• [ASSIGNMENT]:
In the reply, include exactly the lines of the entries below from the first to the line with "let entries = match", that line included.

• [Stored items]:
********************

use crate::position::hex4_to_int;
use bytes::Bytes;
use minemap_common::Result;
use std::fs;
use std::io;
use std::path::Path;

/// Names of the entries of `dir`, or `None` if the directory does not exist.
pub fn read_dir_names(dir: &Path) -> Result<Option<Vec<String>>> {
    let entries = match fs::read_dir(dir) {
        Ok(entries) => entries,
        Err(err) if err.kind() == io::ErrorKind::NotFound => return Ok(None),
        Err(err) => return Err(err.into()),
    };

    let mut names = Vec::new();
    for entry in entries {
        let entry = entry?;
        if let Some(name) = entry.file_name().to_str() {
            names.push(name.to_owned());
        }
    }
    Ok(Some(names))
}

/// Vertical block indices stored as files in a sector directory.
/// The `meta` file and anything that is not a 4-digit hex name is skipped.
pub fn read_slot_names(sector_dir: &Path) -> Result<Vec<i16>> {
    let names = read_dir_names(sector_dir)?.unwrap_or_default();
    Ok(names
        .iter()
        .filter(|name| name.as_str() != "meta")
        .filter_map(|name| hex4_to_int(name))
        .collect())
}

pub fn read_block_file(path: &Path) -> Result<Option<Bytes>> {
    match fs::read(path) {
        Ok(data) => Ok(Some(Bytes::from(data))),
        Err(err) if err.kind() == io::ErrorKind::NotFound => Ok(None),
        Err(err) => Err(err.into()),
    }
}
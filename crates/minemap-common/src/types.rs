use serde::{Deserialize, Serialize};

pub type Result<T> = std::result::Result<T, crate::error::MapperError>;

/// Side length of a sector and of a map block, in nodes.
pub const SECTOR_SIZE: i32 = 16;

/// A 16x16 column of the world, identified by its horizontal position in sector units.
#[derive(Debug, Clone, Copy, PartialEq, Eq, Hash, PartialOrd, Ord)]
pub struct SectorCoord {
    pub x: i16,
    pub z: i16,
}

impl SectorCoord {
    pub fn new(x: i16, z: i16) -> Self {
        Self { x, z }
    }

    /// World coordinates of the node at local (x, z) inside this sector.
    pub fn world_xz(&self, x: usize, z: usize) -> (i32, i32) {
        (
            self.x as i32 * SECTOR_SIZE + x as i32,
            self.z as i32 * SECTOR_SIZE + z as i32,
        )
    }
}

/// One persisted map block: a sector plus a vertical block index.
#[derive(Debug, Clone, Copy, PartialEq, Eq, Hash)]
pub struct SlotCoord {
    pub sector: SectorCoord,
    pub y: i16,
}

impl SlotCoord {
    pub fn new(sector: SectorCoord, y: i16) -> Self {
        Self { sector, y }
    }
}

/// Inclusive bounding box in sector units.
#[derive(Debug, Clone, Copy, PartialEq, Eq, Serialize, Deserialize)]
pub struct SectorBox {
    pub xmin: i16,
    pub xmax: i16,
    pub zmin: i16,
    pub zmax: i16,
}

impl SectorBox {
    pub fn contains(&self, sector: SectorCoord) -> bool {
        sector.x >= self.xmin && sector.x <= self.xmax && sector.z >= self.zmin && sector.z <= self.zmax
    }
}

impl Default for SectorBox {
    // 1500 nodes in every direction from the origin, rounded down to sectors
    fn default() -> Self {
        Self {
            xmin: (-1500i16).div_euclid(16),
            xmax: 1500i16.div_euclid(16),
            zmin: (-1500i16).div_euclid(16),
            zmax: 1500i16.div_euclid(16),
        }
    }
}

#[derive(Debug, Clone, Copy, PartialEq, Eq, Hash, Default)]
pub struct Rgb {
    pub r: u8,
    pub g: u8,
    pub b: u8,
}

impl Rgb {
    pub const fn new(r: u8, g: u8, b: u8) -> Self {
        Self { r, g, b }
    }
}
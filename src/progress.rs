use minemap_logger::{log, LogSeverity::Info};
use std::time::{Duration, Instant};

/// Logs "<verb> <noun> n of N (p%) (ETA: Mm Ss)" every `interval` items.
pub struct Progress {
    verb: &'static str,
    noun: &'static str,
    total: usize,
    interval: usize,
    done: usize,
    started: Instant,
}

impl Progress {
    pub fn new(verb: &'static str, noun: &'static str, total: usize, interval: usize) -> Self {
        Self {
            verb,
            noun,
            total,
            interval: interval.max(1),
            done: 0,
            started: Instant::now(),
        }
    }

    pub fn sectors(total: usize) -> Self {
        Self::new("Processing", "sector", total, 200)
    }

    pub fn pixels(total: usize) -> Self {
        Self::new("Drawing", "pixel", total, 500_000)
    }

    /// Counts one item, logging before it when a report is due.
    pub fn tick(&mut self) {
        if self.done % self.interval == 0 {
            if let Some(line) = self.report(self.started.elapsed()) {
                log(line, Info);
            }
        }
        self.done += 1;
    }

    pub fn done(&self) -> usize {
        self.done
    }

    /// Progress line after `elapsed`, or `None` while there is no rate to go by.
    pub fn report(&self, elapsed: Duration) -> Option<String> {
        if self.done == 0 || self.total == 0 || elapsed.is_zero() {
            return None;
        }
        let elapsed = elapsed.as_secs_f64();
        let estimate = elapsed / self.done as f64 * self.total as f64;
        let remaining = (estimate - elapsed).max(0.0);
        let minutes = (remaining / 60.0) as u64;
        let seconds = (remaining - minutes as f64 * 60.0) as u64;
        let percent = 100.0 * self.done as f64 / self.total as f64;
        Some(format!(
            "{} {} {} of {} ({:.1}%) (ETA: {}m {}s)",
            self.verb, self.noun, self.done, self.total, percent, minutes, seconds
        ))
    }
}
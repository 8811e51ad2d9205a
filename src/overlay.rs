use crate::canvas::Canvas;
use crate::font::draw_text;
use minemap_common::types::SECTOR_SIZE;
use minemap_common::Rgb;

/// Scale ticks are drawn every this many sectors.
const SCALE_STEP: i32 = 4;
const ORIGIN_RADIUS: i64 = 5;

/// Outline of a circle, midpoint algorithm.
pub fn draw_circle(canvas: &mut Canvas, cx: i64, cy: i64, radius: i64, color: Rgb) {
    let mut x = radius;
    let mut y = 0;
    let mut err = 1 - radius;
    while x >= y {
        for (dx, dy) in [
            (x, y),
            (y, x),
            (-y, x),
            (-x, y),
            (-x, -y),
            (-y, -x),
            (y, -x),
            (x, -y),
        ] {
            canvas.set_pixel(cx + dx, cy + dy, color);
        }
        y += 1;
        if err < 0 {
            err += 2 * y + 1;
        } else {
            x -= 1;
            err += 2 * (y - x) + 1;
        }
    }
}

pub fn draw_origin(canvas: &mut Canvas, color: Rgb) {
    let (px, py) = canvas.node_pixel(0, 0);
    draw_circle(canvas, px, py, ORIGIN_RADIUS, color);
}

/// Tick marks with node coordinates along the top border for x and the left
/// border for z. Ticks sit on multiples of four sectors inside the map.
pub fn draw_scale(canvas: &mut Canvas, color: Rgb) {
    let border = canvas.border() as i64;
    if border == 0 {
        return;
    }
    let bounds = canvas.bounds();
    let h = bounds.height() as i64;
    let step = SECTOR_SIZE as i64;

    draw_text(canvas, 24, 0, "X", color);
    draw_text(canvas, 2, 24, "Z", color);

    // first multiple of the step at or east of minx
    let mut n = -(-bounds.minx).div_euclid(SCALE_STEP) * SCALE_STEP;
    while n < bounds.maxx {
        let px = (n - bounds.minx) as i64 * step + border;
        for py in 0..border {
            canvas.set_pixel(px, py, color);
        }
        draw_text(canvas, px + 2, 0, &(n * SECTOR_SIZE).to_string(), color);
        n += SCALE_STEP;
    }

    // last multiple of the step at or south of maxz
    let mut n = bounds.maxz.div_euclid(SCALE_STEP) * SCALE_STEP;
    while n > bounds.minz {
        let py = h - 1 - (n - bounds.minz) as i64 * step + border;
        for px in 0..border {
            canvas.set_pixel(px, py, color);
        }
        draw_text(canvas, 2, py, &(n * SECTOR_SIZE).to_string(), color);
        n -= SCALE_STEP;
    }
}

********************

• [FINISHED EXERCISE]:
use crate::position::hex4_to_int;
use bytes::Bytes;
use minemap_common::Result;
use std::fs;
use std::io;
use std::path::Path;

/// Names of the entries of `dir`, or `None` if the directory does not exist.
pub fn read_dir_names(dir: &Path) -> Result<Option<Vec<String>>> {
    let entries = match fs::read_dir(dir) {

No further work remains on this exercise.